In 1988 O'Connell Development of Quincy, Massachusetts wanted
to move Plum Beach Lighthouse to a breakwater at Marina Bay, its
condominium development in Quincy. There was a problem; they could
not find the owner. The Coast Guard said ownership of the lighthouse
reverted to Rhode Island when they abandoned it. The Rhode Island
Attorney General's Office disagreed. It said, the Coast Guard
may have abandoned the lighthouse, but it never gave the state
the title. Without a title, the state does not own it. Neither
side wanted to claim the lighthouse, because of the lawsuit. O'Connell
Development later hired an architect to plan a lighthouse from
scratch.
The Friends of Plum Beach Lighthouse, Inc. was formed in response
to O' Connell Development's attempt to buy the lighthouse.
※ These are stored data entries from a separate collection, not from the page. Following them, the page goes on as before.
use std::fmt::Debug;

use log::*;
use spg_common::Vnd;

use crate::{
    db_types::{NewOrder, NewTransaction, Order, OrderId, PaymentStatus, Transaction},
    events::{EventProducers, OrderPaidEvent},
    helpers::extract_order_id,
    traits::{PaymentGatewayDatabase, PaymentGatewayError, ReconciliationResult},
};

/// The product name given to orders when none is configured.
pub const DEFAULT_PRODUCT_NAME: &str = "Kem Merino";

/// `OrderFlowApi` is the primary API for handling orders, and for reconciling incoming bank transfers with them.
pub struct OrderFlowApi<B> {
    db: B,
    producers: EventProducers,
    product_name: String,
    amount_tolerance: Vnd,
}

impl<B> Debug for OrderFlowApi<B> {
    fn fmt(&self, f: &mut std::fmt::Formatter<'_>) -> std::fmt::Result {
        write!(f, "OrderFlowApi ({}, ± {})", self.product_name, self.amount_tolerance)
    }
}

impl<B> OrderFlowApi<B> {
    pub fn new(db: B, producers: EventProducers) -> Self {
        Self { db, producers, product_name: DEFAULT_PRODUCT_NAME.to_string(), amount_tolerance: Vnd::default() }
    }

    /// Sets the product name that new orders are created with.
    pub fn with_product_name<S: Into<String>>(mut self, name: S) -> Self {
        self.product_name = name.into();
        self
    }

    /// Sets how far a transferred amount may deviate from the order total and still settle the order.
    /// The default is zero, i.e. the amounts must match exactly.
    pub fn with_amount_tolerance(mut self, tolerance: Vnd) -> Self {
        self.amount_tolerance = tolerance;
        self
    }

    pub fn product_name(&self) -> &str {
        &self.product_name
    }

    pub fn amount_tolerance(&self) -> Vnd {
        self.amount_tolerance
    }

    pub fn db(&self) -> &B {
        &self.db
    }

    pub fn db_mut(&mut self) -> &mut B {
        &mut self.db
    }
}

impl<B> OrderFlowApi<B>
where B: PaymentGatewayDatabase
{
    /// Creates a new, unpaid order for the given total.
    pub async fn create_order(&self, total: Vnd) -> Result<Order, PaymentGatewayError> {
        if !total.is_positive() {
            debug!("🔄️📦️ Rejecting order with a total of {total}");
            return Err(PaymentGatewayError::InvalidAmount(total));
        }
        let order = self.db.insert_order(NewOrder::new(total, self.product_name.as_str())).await?;
        info!(
            "🔄️📦️ Order {} created for {total}. Awaiting a transfer with reference {}",
            order.id,
            order.id.reference()
        );
        Ok(order)
    }

    pub async fn fetch_order(&self, order_id: OrderId) -> Result<Option<Order>, PaymentGatewayError> {
        self.db.fetch_order(order_id).await
    }

    pub async fn payment_status(&self, order_id: OrderId) -> Result<Option<PaymentStatus>, PaymentGatewayError> {
        self.db.fetch_payment_status(order_id).await
    }

    /// Handles a bank transaction reported by the payment gateway.
    ///
    /// 1. The transaction is recorded, whatever happens next.
    /// 2. The order reference (`DH<id>`) is extracted from the transfer description.
    /// 3. If that order is unpaid, and the amount received matches its total (within the configured tolerance), the
    ///    order is marked as paid and the `OrderPaid` hook is triggered.
    ///
    /// Outgoing transfers have no incoming amount, and so never pay for an order.
    ///
    /// This is [`Self::record_transaction`] followed by [`Self::reconcile_transaction`]. Call those separately to tell
    /// a failure to record the transaction apart from a failure to settle the order.
    pub async fn process_transaction(
        &self,
        transaction: NewTransaction,
    ) -> Result<ReconciliationResult, PaymentGatewayError> {
        let transaction = self.record_transaction(transaction).await?;
        self.reconcile_transaction(transaction).await
    }

    /// Stores a bank transaction, without trying to match it to an order.
    pub async fn record_transaction(&self, transaction: NewTransaction) -> Result<Transaction, PaymentGatewayError> {
        let transaction = self.db.insert_transaction(transaction).await?;
        trace!("🔄️💰️ Transaction #{} saved", transaction.id);
        Ok(transaction)
    }

    /// Settles the order quoted by a recorded transaction, if there is one and the amount matches.
    pub async fn reconcile_transaction(
        &self,
        transaction: Transaction,
    ) -> Result<ReconciliationResult, PaymentGatewayError> {
        trace!("🔄️💰️ Looking for an order reference in transaction #{}", transaction.id);
        let Some(order_id) = extract_order_id(&transaction.transaction_content) else {
            info!(
                "🔄️💰️ Transaction #{} does not reference an order. Content: '{}'",
                transaction.id, transaction.transaction_content
            );
            return Ok(ReconciliationResult::NoOrderReference { transaction });
        };
        let amount = transaction.amount_in;
        let settled = self.db.settle_order(order_id, transaction.id, amount, self.amount_tolerance).await?;
        match settled {
            Some((order, transaction)) => {
                info!("🔄️💰️ Order {order_id} has been paid with transaction #{}", transaction.id);
                self.call_order_paid_hook(&order, &transaction).await;
                Ok(ReconciliationResult::Paid { order, transaction })
            },
            None => {
                warn!(
                    "🔄️💰️ Transaction #{} of {amount} references order {order_id}, but there is no unpaid order for that \
                     amount",
                    transaction.id
                );
                Ok(ReconciliationResult::OrderNotPayable { order_id, transaction })
            },
        }
    }

    async fn call_order_paid_hook(&self, order: &Order, transaction: &Transaction) {
        for emitter in &self.producers.order_paid_producer {
            debug!("🔄️📦️ Notifying order paid hook subscribers");
            let event = OrderPaidEvent::new(order.clone(), transaction.clone());
            emitter.publish_event(event).await;
        }
    }
}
The
group wanted to acquire the light and restore it. Their efforts
to get the lighthouse were frustrated for a number of years because
of the uncertain ownership.
In 1998 the Rhode Island Superior Court decided that the state
owned the light. The court ordered the state to pay $42,000 to
James Osborn. With the question of ownership finally resolved,
the state decided to give the Friends of Plum Beach title to the
lighthouse.
In 2003 Abcore Restoration started on the restoration of the lighthouse.
The first step of the restoration was the removal of over 50 tons
guano left by the birds that lived in the lighthouse. After the
interior was cleaned out the lighthouse exterior was repainted
and repaired. In December a new light was placed in the lighthouse
and Plum beach lighted for the first time in 62 years.